I will always remember sitting around the fellowship table with women from my Bible study group when the suggested just as mother's often are called to give their children to God, that I should consider giving my Mom to God.   Just as it is difficult for mother to stop worrying and caring for a grown child, I was unable to make decisions for my mother that impacted her care.  I needed to trust my mother with God.

When my grandmother passed away, I'd promised my grandmother that I would look out for Mom.  I regularly would drive up to Paradise, California where Mom was living in my grandmother's house to check on her and help her with things.  It would be unkind for me to list all the different ways in which Mom needed help then.  She was grieving the loss of Grandma and coming to terms with having retired to take care of Grandma.  On top of that, she shortly lost her brother, sister-in-law and dearly beloved ex-daughter-in-law.  

It had been over five years since Grandma had passed, it seemed like Mom had adjusted.   She'd taken the huge step of having a stomach bypass surgery had lost much of the weight and had hoped that it would reduce her back and joint pain.  Mom was unhappy living in Grandma's old house .  She seeing a counselor but eventually stopped when her counselor gave her an ultimatum that she needed to stop drinking.  Mom had put all the weight she'd lost from her stomach bypass back on from drinking.  Our family was deeply concerned about Mom's health, and since I lived the closest, I began going with Mom to her doctor appointments to try to get a better handle on what doctors where saying to her.  The family was also concerned about Mom mixing pain medications with alcohol.   Mom resisted the help; it seemed as though when she went into the doctor's office that she wanted to have a relationship with doctors more than truly sort out her health.  I would document what I learned and send the information back to my sister and my niece who is a nurse.

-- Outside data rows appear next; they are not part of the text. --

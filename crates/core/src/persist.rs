//! Atomic replace-on-rename writes.

use std::fs;
use std::io::{self, Write};
use std::path::{Path, PathBuf};
use std::sync::atomic::{AtomicU64, Ordering};

static TMP_SEQ: AtomicU64 = AtomicU64::new(0);

/// Write `contents` to `path` so that readers observe either the old file
/// or the complete new one, never a partial write.
pub fn write_atomic(path: &Path, contents: &[u8]) -> io::Result<()> {
    replace_with(path, |file| file.write_all(contents))
}

/// Replace `path` with whatever `fill` writes into a fresh file, with the
/// same all-or-nothing visibility as [`write_atomic`]. Used when the
/// contents are produced incrementally and never held in memory at once.
///
/// The temp file lives next to the target (same filesystem) and is unique
/// per process and per call, so concurrent writers never share one.
pub fn replace_with<E, F>(path: &Path, fill: F) -> Result<(), E>
where
    E: From<io::Error>,
    F: FnOnce(&mut fs::File) -> Result<(), E>,
{
    if let Some(parent) = path.parent().filter(|p| !p.as_os_str().is_empty()) {
        fs::create_dir_all(parent)?;
    }

    let tmp = temp_path(path);
    let result = (|| {
        let mut file = fs::File::create(&tmp)?;
        fill(&mut file)?;
        file.sync_all()?;
        fs::rename(&tmp, path)?;
        Ok(())
    })();

    if result.is_err() {
        let _ = fs::remove_file(&tmp);
    }
    result
}

fn temp_path(path: &Path) -> PathBuf {
    let name = path
        .file_name()
        .map(|n| n.to_string_lossy().into_owned())
        .unwrap_or_else(|| "state".to_string());
    let seq = TMP_SEQ.fetch_add(1, Ordering::Relaxed);
    path.with_file_name(format!(".{}.{}.{}.tmp", name, std::process::id(), seq))
}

Eventually Mom let me know she wanted to sell Grandma's house and move into another place.  My husband offered to have us look for a house we could buy for her in Colorado or California.  Mom and I took a trip to Colorado to look for a house.   My hope was that by living in Colorado, Mom would be closer to family there, be less lonely, be happier.   In the end, Mom turned down the offer to buy her a house, told the story to other family members that my husband and I were wanting to put her in a home.  On the drive back to California from Colorado, I broke down into tears asking Mom how could she do this to us kids.  How could she turn to alcohol now, late in life, after all that us kids had had to live with with my father's alcoholism.  I was deeply hurt. Only later did I learn that Mom was developing a romantic relationship with her neighbor and helping him to have his wife sent to a home because of her mental illness.  

It was the aftermath of that visit with Mom that culminated in my Bible study group suggesting that I needed to give Mom to God.   Sometime later, I sent Mom a note to tell her all of the ways I am grateful for her.   She asked me if I was saying "good bye" forever in that letter.  I had some visitors staying with me for a Christian camp at church that weekend when I received Mom's letter.   They asked me how I was doing, and for some reason, I just sobbed when they told me that they wanted to let me know how much I was loved.  I had no idea I was holding in so much grief.